#![forbid(unsafe_code)]
#![deny(
    unused_must_use,
    rustdoc::broken_intra_doc_links,
    rustdoc::bare_urls,
    missing_docs
)]
#![warn(clippy::all, clippy::pedantic, clippy::nursery, unreachable_pub)]

//! Configuration engine keeping the metadata store and the values store
//! coherent.
//!
//! Layout: `model.rs` (domain types), `validate.rs` (value and batch rules),
//! `encode.rs` (versioned JSON payloads), `store.rs` (store contracts and key
//! paths), `journal.rs` (values-store undo log), `postgres.rs`/`memory.rs`/
//! `etcd.rs` (adapters), `service.rs` (`ConfigService` + `ConfigFacade`).

pub mod defaults;
pub mod encode;
pub mod error;
#[cfg(feature = "etcd")]
pub mod etcd;
pub mod journal;
pub mod memory;
pub mod model;
pub mod postgres;
pub mod service;
pub mod store;
pub mod validate;

pub use error::{ConfigError, ConfigErrorKind, ConfigResult};
#[cfg(feature = "etcd")]
pub use etcd::{EtcdValuesConfig, EtcdValuesStore};
pub use journal::ValuesJournal;
pub use memory::{MemoryMetadataStore, MemoryValuesStore};
pub use model::{
    Audit, AuditAction, AuditFilter, Config, ConfigMetadata, ConfigValue, ConfigView, Environment,
    NewConfig, Project, ProjectFilter, ProjectPage, Release, Scope, ValueType,
};
pub use postgres::PgMetadataStore;
pub use service::{ConfigFacade, ConfigService, ServiceOptions};
pub use store::{MetadataStore, MetadataTx, ValuesError, ValuesKv, ValuesResult, ValuesStore};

- [Task prompt] Find the word "ConfigFacade" in the entries above, then copy each line that holds it.

- [Answer to the problem]
//! `etcd.rs` (adapters), `service.rs` (`ConfigService` + `ConfigFacade`).
pub use service::{ConfigFacade, ConfigService, ServiceOptions};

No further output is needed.